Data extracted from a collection
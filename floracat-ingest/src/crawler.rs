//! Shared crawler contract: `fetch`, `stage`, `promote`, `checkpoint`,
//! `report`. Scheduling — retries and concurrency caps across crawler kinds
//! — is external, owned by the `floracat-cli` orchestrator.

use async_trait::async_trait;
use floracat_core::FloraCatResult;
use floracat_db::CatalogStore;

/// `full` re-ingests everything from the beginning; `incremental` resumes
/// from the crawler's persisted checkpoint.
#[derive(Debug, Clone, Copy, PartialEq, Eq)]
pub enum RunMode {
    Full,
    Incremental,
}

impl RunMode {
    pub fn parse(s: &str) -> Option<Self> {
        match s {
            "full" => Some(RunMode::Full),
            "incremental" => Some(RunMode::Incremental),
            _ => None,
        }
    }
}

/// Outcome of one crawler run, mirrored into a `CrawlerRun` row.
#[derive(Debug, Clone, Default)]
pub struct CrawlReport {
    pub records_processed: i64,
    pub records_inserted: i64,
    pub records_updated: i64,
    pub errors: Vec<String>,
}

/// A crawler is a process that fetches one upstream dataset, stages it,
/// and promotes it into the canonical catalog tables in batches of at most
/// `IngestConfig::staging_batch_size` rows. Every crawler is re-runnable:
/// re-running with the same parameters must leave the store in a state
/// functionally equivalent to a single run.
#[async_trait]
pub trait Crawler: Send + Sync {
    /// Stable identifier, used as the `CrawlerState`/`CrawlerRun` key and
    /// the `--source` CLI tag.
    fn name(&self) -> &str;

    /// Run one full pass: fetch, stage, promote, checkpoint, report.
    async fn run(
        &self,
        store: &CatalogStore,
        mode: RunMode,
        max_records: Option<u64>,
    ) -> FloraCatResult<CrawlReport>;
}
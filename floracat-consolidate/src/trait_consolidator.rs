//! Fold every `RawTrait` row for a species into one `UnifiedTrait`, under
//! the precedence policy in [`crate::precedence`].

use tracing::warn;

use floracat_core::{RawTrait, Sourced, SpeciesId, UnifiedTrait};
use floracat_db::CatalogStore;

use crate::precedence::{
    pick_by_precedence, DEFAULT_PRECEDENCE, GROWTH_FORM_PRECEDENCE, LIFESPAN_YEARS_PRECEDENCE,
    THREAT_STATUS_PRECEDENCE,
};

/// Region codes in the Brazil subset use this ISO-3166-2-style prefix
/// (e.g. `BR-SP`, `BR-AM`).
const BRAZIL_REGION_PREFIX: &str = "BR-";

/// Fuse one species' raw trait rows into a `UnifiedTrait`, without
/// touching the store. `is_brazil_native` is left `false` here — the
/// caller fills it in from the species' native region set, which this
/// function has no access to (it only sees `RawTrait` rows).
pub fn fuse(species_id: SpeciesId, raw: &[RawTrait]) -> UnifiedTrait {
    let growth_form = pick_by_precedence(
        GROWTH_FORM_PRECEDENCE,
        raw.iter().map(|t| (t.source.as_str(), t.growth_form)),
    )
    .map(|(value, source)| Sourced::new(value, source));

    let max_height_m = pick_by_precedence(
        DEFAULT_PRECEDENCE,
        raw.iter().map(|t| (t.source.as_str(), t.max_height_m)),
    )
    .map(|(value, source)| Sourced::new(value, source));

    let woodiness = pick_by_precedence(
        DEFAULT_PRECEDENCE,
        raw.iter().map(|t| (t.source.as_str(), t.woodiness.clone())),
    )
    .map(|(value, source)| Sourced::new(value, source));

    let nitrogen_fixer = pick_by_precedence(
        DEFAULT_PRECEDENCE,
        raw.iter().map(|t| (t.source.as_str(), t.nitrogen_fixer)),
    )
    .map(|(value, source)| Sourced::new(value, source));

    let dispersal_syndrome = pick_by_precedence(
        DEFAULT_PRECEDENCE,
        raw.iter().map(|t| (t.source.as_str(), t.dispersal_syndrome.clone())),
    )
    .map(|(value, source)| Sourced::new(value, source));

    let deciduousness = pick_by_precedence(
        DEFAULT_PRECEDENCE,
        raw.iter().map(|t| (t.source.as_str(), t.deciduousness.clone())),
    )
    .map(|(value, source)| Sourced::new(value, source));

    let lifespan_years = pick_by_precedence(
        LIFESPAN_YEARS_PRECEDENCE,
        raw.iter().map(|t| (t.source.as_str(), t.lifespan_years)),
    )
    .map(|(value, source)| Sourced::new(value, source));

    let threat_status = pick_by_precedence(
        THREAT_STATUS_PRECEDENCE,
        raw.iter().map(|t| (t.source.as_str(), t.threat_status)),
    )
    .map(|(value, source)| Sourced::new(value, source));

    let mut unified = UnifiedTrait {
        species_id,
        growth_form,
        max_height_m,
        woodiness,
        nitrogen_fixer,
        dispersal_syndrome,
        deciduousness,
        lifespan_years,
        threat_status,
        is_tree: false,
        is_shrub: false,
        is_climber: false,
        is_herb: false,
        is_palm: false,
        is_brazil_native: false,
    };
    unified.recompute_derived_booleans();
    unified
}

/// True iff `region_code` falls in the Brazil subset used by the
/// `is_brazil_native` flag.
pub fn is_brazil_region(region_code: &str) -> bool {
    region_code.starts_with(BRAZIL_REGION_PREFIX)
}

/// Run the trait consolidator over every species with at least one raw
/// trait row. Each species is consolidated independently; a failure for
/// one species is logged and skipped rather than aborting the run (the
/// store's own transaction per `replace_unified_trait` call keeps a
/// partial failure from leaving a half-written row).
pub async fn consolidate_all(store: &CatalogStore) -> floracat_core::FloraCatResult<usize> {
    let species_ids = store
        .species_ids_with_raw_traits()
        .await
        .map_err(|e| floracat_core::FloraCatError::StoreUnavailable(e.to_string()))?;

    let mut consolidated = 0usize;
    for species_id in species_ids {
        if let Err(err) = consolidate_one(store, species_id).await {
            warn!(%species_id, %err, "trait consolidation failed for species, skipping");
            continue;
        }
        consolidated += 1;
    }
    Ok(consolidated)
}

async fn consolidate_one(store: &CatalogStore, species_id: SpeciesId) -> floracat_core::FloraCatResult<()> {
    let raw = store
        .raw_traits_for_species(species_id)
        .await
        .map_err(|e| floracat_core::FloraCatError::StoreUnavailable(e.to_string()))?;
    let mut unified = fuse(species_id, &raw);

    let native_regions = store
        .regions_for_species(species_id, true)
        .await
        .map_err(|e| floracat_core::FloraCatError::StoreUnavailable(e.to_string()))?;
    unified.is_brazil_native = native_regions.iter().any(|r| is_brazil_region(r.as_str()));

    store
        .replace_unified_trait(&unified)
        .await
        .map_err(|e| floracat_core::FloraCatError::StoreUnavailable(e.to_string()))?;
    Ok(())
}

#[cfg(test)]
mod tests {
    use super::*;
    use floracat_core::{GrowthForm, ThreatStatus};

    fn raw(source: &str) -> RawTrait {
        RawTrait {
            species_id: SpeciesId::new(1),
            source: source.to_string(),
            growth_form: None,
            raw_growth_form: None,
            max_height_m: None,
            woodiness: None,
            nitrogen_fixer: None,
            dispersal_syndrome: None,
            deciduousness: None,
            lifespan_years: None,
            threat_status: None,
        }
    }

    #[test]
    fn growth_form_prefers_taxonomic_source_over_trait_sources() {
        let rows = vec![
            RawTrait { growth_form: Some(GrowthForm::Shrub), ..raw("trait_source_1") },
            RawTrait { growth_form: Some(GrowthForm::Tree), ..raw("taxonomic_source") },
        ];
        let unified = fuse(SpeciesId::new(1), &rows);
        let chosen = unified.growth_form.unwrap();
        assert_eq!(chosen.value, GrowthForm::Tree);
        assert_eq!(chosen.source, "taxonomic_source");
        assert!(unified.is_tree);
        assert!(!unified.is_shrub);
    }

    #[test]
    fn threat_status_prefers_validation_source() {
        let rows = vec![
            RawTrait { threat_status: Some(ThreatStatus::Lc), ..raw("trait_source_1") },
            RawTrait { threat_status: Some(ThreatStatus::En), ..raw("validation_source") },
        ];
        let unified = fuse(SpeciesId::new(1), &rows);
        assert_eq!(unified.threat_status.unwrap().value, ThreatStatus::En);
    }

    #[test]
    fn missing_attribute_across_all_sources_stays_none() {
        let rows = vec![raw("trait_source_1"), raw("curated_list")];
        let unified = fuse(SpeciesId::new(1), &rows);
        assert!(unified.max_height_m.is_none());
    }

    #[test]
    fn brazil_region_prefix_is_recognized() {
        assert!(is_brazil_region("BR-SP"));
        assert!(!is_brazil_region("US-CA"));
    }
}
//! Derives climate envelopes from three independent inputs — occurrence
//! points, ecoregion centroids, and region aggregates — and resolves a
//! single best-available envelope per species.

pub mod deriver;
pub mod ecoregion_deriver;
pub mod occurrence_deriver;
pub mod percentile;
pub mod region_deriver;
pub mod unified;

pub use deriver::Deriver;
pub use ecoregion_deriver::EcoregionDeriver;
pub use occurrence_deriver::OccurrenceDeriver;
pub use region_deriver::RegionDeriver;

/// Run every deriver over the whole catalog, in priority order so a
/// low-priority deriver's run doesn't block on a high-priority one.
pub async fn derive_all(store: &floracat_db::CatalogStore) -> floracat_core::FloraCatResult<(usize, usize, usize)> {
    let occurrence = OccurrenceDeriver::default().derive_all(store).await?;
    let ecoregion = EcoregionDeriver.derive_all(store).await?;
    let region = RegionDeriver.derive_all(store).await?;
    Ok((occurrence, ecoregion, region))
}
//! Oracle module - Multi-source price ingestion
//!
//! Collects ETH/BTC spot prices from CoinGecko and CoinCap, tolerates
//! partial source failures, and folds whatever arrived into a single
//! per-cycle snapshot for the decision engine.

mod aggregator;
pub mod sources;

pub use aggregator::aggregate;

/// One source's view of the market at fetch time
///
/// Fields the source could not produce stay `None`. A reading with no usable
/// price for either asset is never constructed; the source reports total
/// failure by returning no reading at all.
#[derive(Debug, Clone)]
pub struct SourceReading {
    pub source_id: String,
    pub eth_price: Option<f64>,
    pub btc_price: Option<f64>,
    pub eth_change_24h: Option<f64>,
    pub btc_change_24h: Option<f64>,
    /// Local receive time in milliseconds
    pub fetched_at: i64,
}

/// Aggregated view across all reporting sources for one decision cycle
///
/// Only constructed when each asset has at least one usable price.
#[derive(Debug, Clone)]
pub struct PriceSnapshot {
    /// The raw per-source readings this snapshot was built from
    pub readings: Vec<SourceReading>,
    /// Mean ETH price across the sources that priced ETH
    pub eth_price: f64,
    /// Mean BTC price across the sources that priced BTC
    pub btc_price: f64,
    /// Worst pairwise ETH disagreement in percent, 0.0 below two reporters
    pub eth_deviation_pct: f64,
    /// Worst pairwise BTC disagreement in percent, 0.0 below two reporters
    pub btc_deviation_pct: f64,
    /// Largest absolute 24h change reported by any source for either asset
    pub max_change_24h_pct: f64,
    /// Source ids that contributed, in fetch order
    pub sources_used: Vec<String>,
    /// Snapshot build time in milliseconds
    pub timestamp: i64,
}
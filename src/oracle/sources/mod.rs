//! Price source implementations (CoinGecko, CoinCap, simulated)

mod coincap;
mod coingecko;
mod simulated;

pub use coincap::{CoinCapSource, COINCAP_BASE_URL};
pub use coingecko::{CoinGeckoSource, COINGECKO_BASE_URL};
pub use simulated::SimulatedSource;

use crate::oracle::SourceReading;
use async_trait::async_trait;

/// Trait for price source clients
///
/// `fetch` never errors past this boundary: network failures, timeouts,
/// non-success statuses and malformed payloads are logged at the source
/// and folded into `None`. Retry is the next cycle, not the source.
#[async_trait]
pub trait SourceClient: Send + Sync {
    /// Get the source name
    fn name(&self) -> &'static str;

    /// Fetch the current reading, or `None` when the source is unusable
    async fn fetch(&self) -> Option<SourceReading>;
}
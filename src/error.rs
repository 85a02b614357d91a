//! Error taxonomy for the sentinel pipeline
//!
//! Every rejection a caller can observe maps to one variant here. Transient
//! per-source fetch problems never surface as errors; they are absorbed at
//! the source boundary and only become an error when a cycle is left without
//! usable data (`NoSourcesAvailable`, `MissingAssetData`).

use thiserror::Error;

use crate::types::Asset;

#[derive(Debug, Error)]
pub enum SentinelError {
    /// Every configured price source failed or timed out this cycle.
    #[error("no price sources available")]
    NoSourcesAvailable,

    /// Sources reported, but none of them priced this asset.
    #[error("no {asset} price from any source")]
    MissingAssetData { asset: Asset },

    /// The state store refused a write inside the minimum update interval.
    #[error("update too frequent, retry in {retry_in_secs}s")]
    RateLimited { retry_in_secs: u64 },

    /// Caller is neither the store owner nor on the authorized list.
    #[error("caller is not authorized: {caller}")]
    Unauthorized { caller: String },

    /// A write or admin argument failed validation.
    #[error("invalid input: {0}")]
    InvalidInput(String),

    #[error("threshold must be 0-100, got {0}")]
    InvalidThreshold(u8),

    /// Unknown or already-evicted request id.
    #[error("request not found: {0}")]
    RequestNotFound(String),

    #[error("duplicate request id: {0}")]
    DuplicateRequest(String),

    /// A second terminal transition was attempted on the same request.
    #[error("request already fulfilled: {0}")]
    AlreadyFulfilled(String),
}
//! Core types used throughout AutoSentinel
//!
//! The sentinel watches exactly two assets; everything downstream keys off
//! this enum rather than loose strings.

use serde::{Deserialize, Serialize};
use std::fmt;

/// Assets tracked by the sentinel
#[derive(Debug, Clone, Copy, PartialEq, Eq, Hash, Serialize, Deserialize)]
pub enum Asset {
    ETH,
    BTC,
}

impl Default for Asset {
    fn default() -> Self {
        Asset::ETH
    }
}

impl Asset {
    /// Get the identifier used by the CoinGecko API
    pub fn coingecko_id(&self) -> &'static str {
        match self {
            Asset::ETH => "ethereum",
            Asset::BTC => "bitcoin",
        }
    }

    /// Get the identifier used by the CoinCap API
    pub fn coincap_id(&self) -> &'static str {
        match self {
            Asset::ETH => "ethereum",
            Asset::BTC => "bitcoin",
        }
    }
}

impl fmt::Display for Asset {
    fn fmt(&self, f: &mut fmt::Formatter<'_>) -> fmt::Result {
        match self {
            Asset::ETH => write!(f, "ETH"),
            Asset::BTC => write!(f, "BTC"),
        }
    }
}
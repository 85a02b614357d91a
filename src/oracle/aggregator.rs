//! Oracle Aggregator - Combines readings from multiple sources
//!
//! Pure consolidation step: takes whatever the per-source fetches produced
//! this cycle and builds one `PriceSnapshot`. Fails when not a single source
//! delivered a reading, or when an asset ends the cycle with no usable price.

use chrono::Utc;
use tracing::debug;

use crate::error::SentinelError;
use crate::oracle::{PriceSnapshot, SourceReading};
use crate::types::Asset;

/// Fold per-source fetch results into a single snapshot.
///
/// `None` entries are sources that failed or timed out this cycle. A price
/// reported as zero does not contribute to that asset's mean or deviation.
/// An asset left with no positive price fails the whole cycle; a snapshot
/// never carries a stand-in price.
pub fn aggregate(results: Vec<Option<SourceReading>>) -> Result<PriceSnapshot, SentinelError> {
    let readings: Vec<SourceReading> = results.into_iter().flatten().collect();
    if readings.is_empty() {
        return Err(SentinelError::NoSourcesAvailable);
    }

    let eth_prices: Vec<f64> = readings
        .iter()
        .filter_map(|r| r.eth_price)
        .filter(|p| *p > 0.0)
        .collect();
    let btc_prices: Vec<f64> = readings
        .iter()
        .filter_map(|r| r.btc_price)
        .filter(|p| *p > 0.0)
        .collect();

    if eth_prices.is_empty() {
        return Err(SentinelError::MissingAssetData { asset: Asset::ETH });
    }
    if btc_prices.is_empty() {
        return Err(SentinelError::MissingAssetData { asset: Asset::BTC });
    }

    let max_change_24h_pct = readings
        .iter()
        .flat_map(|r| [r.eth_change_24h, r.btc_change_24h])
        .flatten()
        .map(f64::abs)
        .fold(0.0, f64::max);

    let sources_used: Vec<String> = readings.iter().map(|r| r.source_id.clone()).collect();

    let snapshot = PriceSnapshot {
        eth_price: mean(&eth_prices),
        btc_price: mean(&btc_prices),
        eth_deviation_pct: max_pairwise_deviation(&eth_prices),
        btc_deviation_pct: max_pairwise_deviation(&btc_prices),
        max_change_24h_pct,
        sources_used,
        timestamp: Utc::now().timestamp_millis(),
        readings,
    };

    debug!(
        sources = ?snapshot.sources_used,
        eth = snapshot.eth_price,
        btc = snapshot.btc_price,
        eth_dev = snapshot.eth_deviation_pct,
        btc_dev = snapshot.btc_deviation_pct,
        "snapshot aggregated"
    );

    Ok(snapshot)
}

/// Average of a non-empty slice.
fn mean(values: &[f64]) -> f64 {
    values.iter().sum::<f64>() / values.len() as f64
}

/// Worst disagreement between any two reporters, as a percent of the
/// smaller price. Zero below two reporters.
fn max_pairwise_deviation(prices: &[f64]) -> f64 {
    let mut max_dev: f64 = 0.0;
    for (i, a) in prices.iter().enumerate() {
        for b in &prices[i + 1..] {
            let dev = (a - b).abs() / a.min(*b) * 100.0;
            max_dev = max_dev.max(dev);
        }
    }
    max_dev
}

Assignment
What is needed is a verbatim copy of every line in the records above from the one containing "minimum update interval." down to the one containing "impl Default for", both included, and nothing more.

Written solution
    /// The state store refused a write inside the minimum update interval.
    #[error("update too frequent, retry in {retry_in_secs}s")]
    RateLimited { retry_in_secs: u64 },

    /// Caller is neither the store owner nor on the authorized list.
    #[error("caller is not authorized: {caller}")]
    Unauthorized { caller: String },

    /// A write or admin argument failed validation.
    #[error("invalid input: {0}")]
    InvalidInput(String),

    #[error("threshold must be 0-100, got {0}")]
    InvalidThreshold(u8),

    /// Unknown or already-evicted request id.
    #[error("request not found: {0}")]
    RequestNotFound(String),

    #[error("duplicate request id: {0}")]
    DuplicateRequest(String),

    /// A second terminal transition was attempted on the same request.
    #[error("request already fulfilled: {0}")]
    AlreadyFulfilled(String),
}
//! Core types used throughout AutoSentinel
//!
//! The sentinel watches exactly two assets; everything downstream keys off
//! this enum rather than loose strings.

use serde::{Deserialize, Serialize};
use std::fmt;

/// Assets tracked by the sentinel
#[derive(Debug, Clone, Copy, PartialEq, Eq, Hash, Serialize, Deserialize)]
pub enum Asset {
    ETH,
    BTC,
}

impl Default for Asset {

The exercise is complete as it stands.